Do you think any current author is of the same caliber as Dickens, Austen, Bronte, or any of the classic authors? If so, who, and why do you think so? If not, why not? What books from this era might be read 100 years from now?
As I posted in her comments, this is a tough question. Even shakespeare got "dropped" for awhile before being rediscovered (he never really did go away, of course). And Dickens was pop fiction in his day. and some of the late 19th/early 20th century classics (Arnold Bennett, anyone?) are mostly unread today. Reading reviews of these authors' work published concurrently with the books in question is always a very revealing exercise (in fact, a project I recently dreamed up - and will never undertake, probably - is compiling a collection of contemporary reviews from as many older children's books as I can: Alice, Peter Pan, Wind in the Willows, etc, as well as the shorter, less famous, works by Dinah Craik and Juliana Ewing and all the other (mostly female) writers for children).
There are loads of brilliant books being written nowadays. Haruki Murakami takes the cake for sheer poetic beauty, brilliance and craft; The Wind-Up Bird Chronicle and Kafka on the Shore are absolute masterpieces. Thomas Pynchon and Don Delillo might make the cut, as well, though Pynchon may end up being the Arnold Bennett of our time.
But in the children's bookworld, there are some stellar entries. Topping out my list of ANY modern classics (children's or otherwise) is Philip Pullman's exquisite trilogy. I get shivery just thinking about certain passages from those books. The scope and sweep of his project with His Dark Materials - and its intertextual relationship with Milton's Paradise Lost - virtually guarantees it a place in the canon of the future (if, of course, people still bother with a canon, or reading, in the future).
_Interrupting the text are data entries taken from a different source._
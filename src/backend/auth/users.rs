/**
 * Account Creation
 *
 * Registered users all share the username `user` and the `author` role.
 * Emails are not checked for duplicates.
 */

use crate::backend::store::BlogStore;
use crate::shared::blog::{EntityId, Role, User};

/// Username given to every registered account
pub const DEFAULT_USERNAME: &str = "user";

/// Role given to every registered account
pub const DEFAULT_ROLE: Role = Role::Author;

/// Append a new account and return its id.
///
/// SECURITY: `password` is stored verbatim.
pub fn create_user(store: &mut BlogStore, email: String, password: String) -> EntityId {
    store.users.insert(User {
        id: 0,
        username: DEFAULT_USERNAME.to_string(),
        email,
        password,
        role: DEFAULT_ROLE,
        bio: String::new(),
    })
}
I'll place M.T. Anderson in my modern classics, as well, if only for his astonishing range of talent: the glorious historical fiction (plausible imitation 18th century prose!) of the Octavian Nothing books, the quasi-Gothic for younger reads of The Game of Sunken Places, the heartbreaking dystopia of Feed - the man can do it all, and he does it exceptionally well.
I'm in a swoon over Markus Zusak lately; the buzz is about The Book Thief, which is great and fabulouso and all (and what the hell, it's narrated by DEATH - how many books narrated by Death does one come across [probably more than I know of, actually....]), but I Am The Messenger just blew my mind so completely and so wonderfully. And frankly - though this sounds appalling - it's easy to wring tears and pluck heartstrings in a book about children during World War II. Nazis and the Holocaust make for loads of tragedy in any fictional story. But producing an eloquent, beautiful, powerful book about a teenage taxi driver, his stinky dog, his equally shiftless buddies, and the grimy ends of a city? THAT takes serious talent.
It's hard to make comparisons transhistorically, though; the quantity of books being written AND published now just vastly overtakes the quantity of books being produced in the 18th and 19th centuries. From the massive heap of books churned out today, it's hard to sift through to find the best. There's no accounting for future tastes, either; I'm sure there are plenty of 18th century dead people spinning in their graves at the thought of the canonization of, say, Robinson Crusoe or Gulliver's Travels. So perhaps in 200 years it'll be all Dan Brown and Sue Monk Kidd and John Grisham in the university literature survey courses - who knows?